Write the records below out again. Match them exactly.

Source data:

____

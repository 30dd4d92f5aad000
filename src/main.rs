mod cli;

use std::io;
use std::process::ExitCode;

use clap::Parser;
use segwit_chain::rpc::CoreRpc;
use segwit_chain::transfer::{a_to_b, b_to_c};
use tracing_subscriber::{EnvFilter, layer::SubscriberExt, util::SubscriberInitExt};

use crate::cli::{Cli, Commands};

fn init_tracing(level: &str) {
    tracing_subscriber::registry()
        .with(
            EnvFilter::try_from_default_env()
                .unwrap_or_else(|_| format!("segwit_chain={level}").into()),
        )
        .with(tracing_subscriber::fmt::layer().with_writer(io::stderr))
        .init();
}

fn run(cli: Cli) -> segwit_chain::Result<()> {
    let config = cli.resolve_config()?;
    init_tracing(&config.logging.level);

    tracing::debug!(
        node = %config.rpc.node_url(),
        wallet = %config.rpc.wallet,
        network = %config.rpc.network,
        "Configuration loaded"
    );

    // Node access; no request is made until the first call
    let rpc = CoreRpc::new(&config.rpc)?;
    let mut out = io::stdout().lock();

    match cli.command {
        Commands::AToB => {
            let outcome = a_to_b::run(&rpc, &config, &mut out)?;
            tracing::info!(txid = %outcome.receipt.txid, "A' -> B' complete");
        }
        Commands::BToC { from, to } => {
            let mut input = io::stdin().lock();
            let outcome = b_to_c::run_standalone(
                &rpc,
                &config,
                from.as_deref(),
                to.as_deref(),
                &mut input,
                &mut out,
            )?;
            tracing::info!(txid = %outcome.receipt.txid, "B' -> C' complete");
        }
        Commands::Chain => {
            let (first, second) = segwit_chain::run_chain(&rpc, &config, &mut out)?;
            tracing::info!(
                first = %first.receipt.txid,
                second = %second.receipt.txid,
                "Chained transfers complete"
            );
        }
    }

    Ok(())
}

fn main() -> ExitCode {
    let cli = Cli::parse();

    match run(cli) {
        Ok(()) => ExitCode::SUCCESS,
        Err(e) => {
            tracing::error!(error = %e, "Transfer failed");
            eprintln!("ERROR: {e}");
            ExitCode::FAILURE
        }
    }
}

____

▶ **Solution to the problem**:
repository 30dd4d92f5aad000
filename src/main.rs
mod cli;

use std::io;
use std::process::ExitCode;

use clap::Parser;
use segwit_chain::rpc::CoreRpc;
use segwit_chain::transfer::{a_to_b, b_to_c};
use tracing_subscriber::{EnvFilter, layer::SubscriberExt, util::SubscriberInitExt};

use crate::cli::{Cli, Commands};

fn init_tracing(level: &str) {
    tracing_subscriber::registry()
        .with(
            EnvFilter::try_from_default_env()
                .unwrap_or_else(|_| format!("segwit_chain={level}").into()),
        )
        .with(tracing_subscriber::fmt::layer().with_writer(io::stderr))
        .init();
}

fn run(cli: Cli) -> segwit_chain::Result<()> {
    let config = cli.resolve_config()?;
    init_tracing(&config.logging.level);

    tracing::debug!(
        node = %config.rpc.node_url(),
        wallet = %config.rpc.wallet,
        network = %config.rpc.network,
        "Configuration loaded"
    );

    // Node access; no request is made until the first call
    let rpc = CoreRpc::new(&config.rpc)?;
    let mut out = io::stdout().lock();

    match cli.command {
        Commands::AToB => {
            let outcome = a_to_b::run(&rpc, &config, &mut out)?;
            tracing::info!(txid = %outcome.receipt.txid, "A' -> B' complete");
        }
        Commands::BToC { from, to } => {
            let mut input = io::stdin().lock();
            let outcome = b_to_c::run_standalone(
                &rpc,
                &config,
                from.as_deref(),
                to.as_deref(),
                &mut input,
                &mut out,
            )?;
            tracing::info!(txid = %outcome.receipt.txid, "B' -> C' complete");
        }
        Commands::Chain => {
            let (first, second) = segwit_chain::run_chain(&rpc, &config, &mut out)?;
            tracing::info!(
                first = %first.receipt.txid,
                second = %second.receipt.txid,
                "Chained transfers complete"
            );
        }
    }

    Ok(())
}

fn main() -> ExitCode {
    let cli = Cli::parse();

    match run(cli) {
        Ok(()) => ExitCode::SUCCESS,
        Err(e) => {
            tracing::error!(error = %e, "Transfer failed");
            eprintln!("ERROR: {e}");
            ExitCode::FAILURE
        }
    }
}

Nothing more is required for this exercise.